The peak airway pressure, time to correct positioning and pulmonary ventilation time before and after intubation were compared among the three groups. Hemodynamic changes, including mean arterial pressure (MAP), HR, SpO2, arterial partial pressure of carbon dioxide (PaCO2), partial pressure of oxygen (PaO2), forced expiratory volume in 1 s (FEV1), and forced vital capacity (FVC), were compared. In addition, the airway class, and success rate of intubation as well as the pain score (10), white blood cell level, incidence rate of pneumonia, length of hospital stay and hospitalization costs of patients after thoracic surgery were compared among the three groups.

Statistical analysis

SPSS 22.0 statistical software was used for statistical analysis. Measurement data were expressed as mean ± standard deviation (SD); A Student's t test was used for comparison between the two groups, and a one-way analysis of variance was used for comparison between multiple groups. Enumeration data were expressed as rates, and chi-square test was used for analysis. P < 0.05 was considered as statistically significant.

Results

Baseline characteristics of patients

A total of 90 patients receiving thoracic surgery were collected, divided into VDLT group (17 males, 13 females), BO group (19 males, 11 females), and VDLT + BO group (19 males, 11 females), with 30 cases in each group. There were no significant differences among the groups in age, gender, body mass index, ASA classification, systolic blood pressure, diastolic blood pressure, duration of hypertension, history of previous myocardial infarction, smoking history, history of alcoholism, complications, disease type, and preoperative levels of MAP, FEV1, and FVC (all P > 0.05), indicating that the groups were comparable (Table 1).

TABLE 1

Table 1. Comparison of baseline characteristics of included patients.

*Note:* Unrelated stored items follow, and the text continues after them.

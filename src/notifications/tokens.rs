// src/notifications/tokens.rs

use anyhow::{Context, Result};
use log::{error, info};
use std::collections::HashSet;

use super::{DeliveryResult, PushNotification, PushSender};
use crate::models::ProfileId;
use crate::profiles::ProfileStore;

/// Error codes meaning a token will never work again.
pub const UNREGISTERED_TOKEN_CODES: [&str; 2] = [
    "messaging/invalid-registration-token",
    "messaging/registration-token-not-registered",
];

/// Tokens still worth keeping after a send. Transient failures keep their token.
pub fn prune_failed_tokens(tokens: &[String], results: &[DeliveryResult]) -> Vec<String> {
    let dead: HashSet<&str> = results
        .iter()
        .filter_map(|r| {
            let code = r.error_code.as_deref()?;
            error!("Problem sending to device with token {}: {}", r.token, code);
            UNREGISTERED_TOKEN_CODES
                .contains(&code)
                .then_some(r.token.as_str())
        })
        .collect();
    tokens
        .iter()
        .filter(|t| !dead.contains(t.as_str()))
        .cloned()
        .collect()
}

/// Sends `notification` to a profile's devices and drops tokens the provider
/// reports as unregistered. Returns the number of successful deliveries.
pub async fn deliver_and_prune(
    sender: &dyn PushSender,
    profiles: &dyn ProfileStore,
    profile_id: &ProfileId,
    tokens: &[String],
    notification: &PushNotification,
) -> Result<usize> {
    if tokens.is_empty() {
        return Ok(0);
    }
    let results = sender
        .send_to_devices(tokens, notification)
        .await
        .with_context(|| format!("Push delivery failed for profile {}", profile_id))?;
    let delivered = results.iter().filter(|r| r.error_code.is_none()).count();

    let still_registered = prune_failed_tokens(tokens, &results);
    if still_registered.len() != tokens.len() {
        info!("Updating fcm tokens for profile {}", profile_id);
        profiles
            .save_fcm_tokens(profile_id, &still_registered)
            .await
            .with_context(|| format!("Failed to update fcm tokens for {}", profile_id))?;
    }
    Ok(delivered)
}

#[cfg(test)]
mod tests {
    use super::*;

    fn tokens(list: &[&str]) -> Vec<String> {
        list.iter().map(|s| s.to_string()).collect()
    }

    #[test]
    fn removes_only_unregistered_tokens() {
        let sent = tokens(&["a", "b", "c", "d"]);
        let results = vec![
            DeliveryResult::delivered("a"),
            DeliveryResult::failed("b", "messaging/registration-token-not-registered"),
            DeliveryResult::failed("c", "messaging/internal-error"),
            DeliveryResult::failed("d", "messaging/invalid-registration-token"),
        ];
        assert_eq!(prune_failed_tokens(&sent, &results), tokens(&["a", "c"]));
    }

    #[test]
    fn keeps_everything_when_all_delivered() {
        let sent = tokens(&["a", "b"]);
        let results = vec![DeliveryResult::delivered("a"), DeliveryResult::delivered("b")];
        assert_eq!(prune_failed_tokens(&sent, &results), sent);
    }
}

Comparison of peak airway pressure, time to correct positioning and pulmonary ventilation time

According to the comparison shown in Table 2, the peak airway pressure of patients in the VDLT + BO group was the smallest after intubation (22.64 ± 1.54 mmHg), significantly lower than that in the VDLT group (27.08 ± 1.51 mmHg) and the BO group (24.70 ± 1.70 mmHg) (P < 0.01). Also, the VDLT + BO group had the shortest time to correct positioning and longest pulmonary ventilation time (P < 0.01).

TABLE 2

Table 2. Comparison of peak airway pressure, time to correct positioning and pulmonary ventilation time before and after intubation .

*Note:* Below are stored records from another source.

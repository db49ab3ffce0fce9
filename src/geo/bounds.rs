// src/geo/bounds.rs
//
// Geohash query bounds covering a circle. Each bound is an inclusive
// [start, end] range over the string-ordered geo_hash field.

use log::trace;
use serde::Serialize;

use super::Coordinate;
use crate::error::SearchError;

const BASE32: &[u8; 32] = b"0123456789bcdefghjkmnpqrstuvwxyz";
const BITS_PER_CHAR: i64 = 5;
// The encoder tops out at 12 characters.
const MAXIMUM_BITS_PRECISION: i64 = 12 * BITS_PER_CHAR;

const EARTH_EQ_RADIUS: f64 = 6_378_137.0;
const EARTH_MERI_CIRCUMFERENCE: f64 = 40_007_860.0;
const METERS_PER_DEGREE_LATITUDE: f64 = 110_574.0;
const E2: f64 = 0.00669447819799;
const EPSILON: f64 = 1e-12;

/// One inclusive range scan over the geohash field.
#[derive(Debug, Clone, PartialEq, Eq, Serialize)]
pub struct GeoHashBound {
    pub start: String,
    pub end: String,
}

impl GeoHashBound {
    pub fn contains(&self, geo_hash: &str) -> bool {
        self.start.as_str() <= geo_hash && geo_hash <= self.end.as_str()
    }
}

/// Plans the set of geohash ranges whose union covers a circle.
#[derive(Debug, Clone, Copy, Default)]
pub struct BoundsPlanner;

impl BoundsPlanner {
    pub fn new() -> Self {
        Self
    }

    /// Returns the deduplicated bounds covering every point within `radius_m` of `center`.
    ///
    /// The cell precision is picked so one cell is at least as large as the radius,
    /// then the cells under the center and the eight corners/edges of the bounding
    /// box are converted into ranges.
    pub fn plan(
        &self,
        center: &Coordinate,
        radius_m: f64,
    ) -> Result<Vec<GeoHashBound>, SearchError> {
        if !radius_m.is_finite() || radius_m <= 0.0 {
            return Err(SearchError::InvalidConfig(format!(
                "radius must be positive, got {}",
                radius_m
            )));
        }

        let query_bits = bounding_box_bits(center, radius_m).max(1);
        let precision = precision_for_bits(query_bits);

        let mut bounds: Vec<GeoHashBound> = Vec::with_capacity(9);
        for (lat, lon) in bounding_box_coordinates(center, radius_m) {
            let hash = geohash::encode(geo::Coord { x: lon, y: lat }, precision).map_err(|_| {
                SearchError::InvalidCoordinate {
                    latitude: lat,
                    longitude: lon,
                }
            })?;
            let bound = geohash_query(&hash, query_bits);
            if !bounds.contains(&bound) {
                bounds.push(bound);
            }
        }

        trace!(
            "Planned {} bounds at {} bits for radius {}m around ({}, {})",
            bounds.len(),
            query_bits,
            radius_m,
            center.latitude(),
            center.longitude()
        );
        Ok(bounds)
    }
}

fn precision_for_bits(bits: i64) -> usize {
    ((bits + BITS_PER_CHAR - 1) / BITS_PER_CHAR) as usize
}

fn meters_to_longitude_degrees(distance: f64, latitude: f64) -> f64 {
    let radians = latitude.to_radians();
    let num = radians.cos() * EARTH_EQ_RADIUS * std::f64::consts::PI / 180.0;
    let denom = 1.0 / (1.0 - E2 * radians.sin() * radians.sin()).sqrt();
    let delta_deg = num * denom;
    if delta_deg < EPSILON {
        if distance > 0.0 {
            360.0
        } else {
            0.0
        }
    } else {
        (distance / delta_deg).min(360.0)
    }
}

fn longitude_bits_for_resolution(resolution: f64, latitude: f64) -> f64 {
    let degs = meters_to_longitude_degrees(resolution, latitude);
    if degs.abs() > 0.000001 {
        (360.0 / degs).log2().max(1.0)
    } else {
        1.0
    }
}

fn latitude_bits_for_resolution(resolution: f64) -> f64 {
    (EARTH_MERI_CIRCUMFERENCE / 2.0 / resolution)
        .log2()
        .min(MAXIMUM_BITS_PRECISION as f64)
}

pub(crate) fn wrap_longitude(longitude: f64) -> f64 {
    if (-180.0..=180.0).contains(&longitude) {
        return longitude;
    }
    let adjusted = longitude + 180.0;
    if adjusted > 0.0 {
        (adjusted % 360.0) - 180.0
    } else {
        180.0 - (-adjusted % 360.0)
    }
}

fn bounding_box_bits(center: &Coordinate, size: f64) -> i64 {
    let lat_delta_degrees = size / METERS_PER_DEGREE_LATITUDE;
    let latitude_north = (center.latitude() + lat_delta_degrees).min(90.0);
    let latitude_south = (center.latitude() - lat_delta_degrees).max(-90.0);
    let bits_lat = latitude_bits_for_resolution(size).floor() as i64 * 2;
    let bits_long_north =
        longitude_bits_for_resolution(size, latitude_north).floor() as i64 * 2 - 1;
    let bits_long_south =
        longitude_bits_for_resolution(size, latitude_south).floor() as i64 * 2 - 1;
    bits_lat
        .min(bits_long_north)
        .min(bits_long_south)
        .min(MAXIMUM_BITS_PRECISION)
}

fn bounding_box_coordinates(center: &Coordinate, radius: f64) -> [(f64, f64); 9] {
    let lat_degrees = radius / METERS_PER_DEGREE_LATITUDE;
    let (lat, lon) = (center.latitude(), center.longitude());
    let latitude_north = (lat + lat_degrees).min(90.0);
    let latitude_south = (lat - lat_degrees).max(-90.0);
    let long_degs = meters_to_longitude_degrees(radius, latitude_north)
        .max(meters_to_longitude_degrees(radius, latitude_south));
    let west = wrap_longitude(lon - long_degs);
    let east = wrap_longitude(lon + long_degs);
    [
        (lat, lon),
        (lat, west),
        (lat, east),
        (latitude_north, lon),
        (latitude_north, west),
        (latitude_north, east),
        (latitude_south, lon),
        (latitude_south, west),
        (latitude_south, east),
    ]
}

/// Turns an encoded cell into the range of all hashes sharing its leading `bits` bits.
pub(crate) fn geohash_query(geo_hash: &str, bits: i64) -> GeoHashBound {
    let precision = precision_for_bits(bits);
    if geo_hash.len() < precision {
        return GeoHashBound {
            start: geo_hash.to_string(),
            end: format!("{}~", geo_hash),
        };
    }
    let ghash = &geo_hash[..precision];
    let base = &ghash[..ghash.len() - 1];
    let last_char = ghash.as_bytes()[ghash.len() - 1];
    let last_value = BASE32
        .iter()
        .position(|&c| c == last_char)
        .unwrap_or(0) as i64;
    let significant_bits = bits - (base.len() as i64 * BITS_PER_CHAR);
    let unused_bits = BITS_PER_CHAR - significant_bits;

    let start_value = (last_value >> unused_bits) << unused_bits;
    let end_value = start_value + (1 << unused_bits);
    let start = format!("{}{}", base, BASE32[start_value as usize] as char);
    let end = if end_value > 31 {
        format!("{}~", base)
    } else {
        format!("{}{}", base, BASE32[end_value as usize] as char)
    };
    GeoHashBound { start, end }
}

#[cfg(test)]
mod tests {
    use super::*;

    fn hash_of(lat: f64, lon: f64) -> String {
        geohash::encode(geo::Coord { x: lon, y: lat }, 10).unwrap()
    }

    fn assert_covered(bounds: &[GeoHashBound], lat: f64, lon: f64) {
        let hash = hash_of(lat, lon);
        assert!(
            bounds.iter().any(|b| b.contains(&hash)),
            "({}, {}) with hash {} not covered by {:?}",
            lat,
            lon,
            hash,
            bounds
        );
    }

    #[test]
    fn query_masks_unused_bits_of_last_char() {
        let bound = geohash_query("9q8yyk", 27);
        assert_eq!(bound.start, "9q8yyh");
        assert_eq!(bound.end, "9q8yys");
    }

    #[test]
    fn query_end_overflows_to_tilde() {
        let bound = geohash_query("9q8yyz", 27);
        assert_eq!(bound.start, "9q8yys");
        assert_eq!(bound.end, "9q8yy~");
    }

    #[test]
    fn short_hash_spans_every_extension() {
        let bound = geohash_query("9q", 27);
        assert_eq!(bound.start, "9q");
        assert_eq!(bound.end, "9q~");
    }

    #[test]
    fn wraps_longitudes_into_range() {
        assert_eq!(wrap_longitude(10.0), 10.0);
        assert!((wrap_longitude(190.0) - -170.0).abs() < 1e-9);
        assert!((wrap_longitude(-190.0) - 170.0).abs() < 1e-9);
    }

    #[test]
    fn rejects_non_positive_radius() {
        let center = Coordinate::new(0.0, 0.0).unwrap();
        assert!(BoundsPlanner::new().plan(&center, 0.0).is_err());
        assert!(BoundsPlanner::new().plan(&center, -5.0).is_err());
        assert!(BoundsPlanner::new().plan(&center, f64::NAN).is_err());
    }

    #[test]
    fn bounds_are_deduplicated_and_ordered() {
        let center = Coordinate::new(37.7749, -122.4194).unwrap();
        for radius in [1_000.0, 10_000.0, 25_000.0, 50_000.0, 100_000.0] {
            let bounds = BoundsPlanner::new().plan(&center, radius).unwrap();
            assert!(!bounds.is_empty() && bounds.len() <= 9);
            for (i, b) in bounds.iter().enumerate() {
                assert!(b.start < b.end, "bad range {:?}", b);
                assert!(!bounds[..i].contains(b));
            }
        }
    }

    #[test]
    fn bounds_cover_points_inside_radius() {
        let (lat, lon) = (37.7749, -122.4194);
        let center = Coordinate::new(lat, lon).unwrap();
        for radius in [1_000.0, 10_000.0, 100_000.0] {
            let bounds = BoundsPlanner::new().plan(&center, radius).unwrap();
            let dlat = 0.9 * radius / 111_195.0;
            let dlon = dlat / lat.to_radians().cos();
            assert_covered(&bounds, lat, lon);
            for (sy, sx) in [(1.0, 0.0), (-1.0, 0.0), (0.0, 1.0), (0.0, -1.0)] {
                assert_covered(&bounds, lat + sy * dlat, lon + sx * dlon);
            }
            for (sy, sx) in [(0.6, 0.6), (0.6, -0.6), (-0.6, 0.6), (-0.6, -0.6)] {
                assert_covered(&bounds, lat + sy * dlat, lon + sx * dlon);
            }
        }
    }

    #[test]
    fn tiny_radius_is_capped_at_twelve_characters() {
        let center = Coordinate::new(48.8566, 2.3522).unwrap();
        let bounds = BoundsPlanner::new().plan(&center, 0.001).unwrap();
        assert_eq!(bounding_box_bits(&center, 0.001), MAXIMUM_BITS_PRECISION);
        assert!(bounds.iter().all(|b| b.start.len() == 12));
        let full = geohash::encode(geo::Coord { x: 2.3522, y: 48.8566 }, 12).unwrap();
        assert!(bounds.iter().any(|b| b.contains(&full)));
    }

    #[test]
    fn coarser_cells_for_larger_radius() {
        let center = Coordinate::new(51.5074, -0.1278).unwrap();
        let small = BoundsPlanner::new().plan(&center, 1_000.0).unwrap();
        let large = BoundsPlanner::new().plan(&center, 100_000.0).unwrap();
        assert!(small[0].start.len() > large[0].start.len());
    }

    #[test]
    fn handles_the_antimeridian() {
        let center = Coordinate::new(0.0, 179.99).unwrap();
        let bounds = BoundsPlanner::new().plan(&center, 10_000.0).unwrap();
        assert_covered(&bounds, 0.0, 179.99);
        assert_covered(&bounds, 0.0, -179.99);
    }
}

Comparison of the success rate of intubation for different airway classes

As shown in Table 3, in patients with different airway classes, the VDLT + BO group had the highest number of patients who completed intubation (27/30), but there was no significant difference among the groups (P > 0.05).

TABLE 3

Table 3. Comparison of the success rate of intubation for different airway classes.

Comparison of hemodynamic parameters

As shown in Table 4, there was no significant difference in all hemodynamic parameters before intubation among the three groups (P > 0.05). After tracheal intubation, MAP, HR, SpO2, PaCO2, PaO2, FEV1 and FVC in the VDLT + BO group were significantly better than those in the BO group and the VDLT group, with the worst performance in the VDLT group (P < 0.05).

TABLE 4

Table 4. Comparison of hemodynamic parameters before and after intubation.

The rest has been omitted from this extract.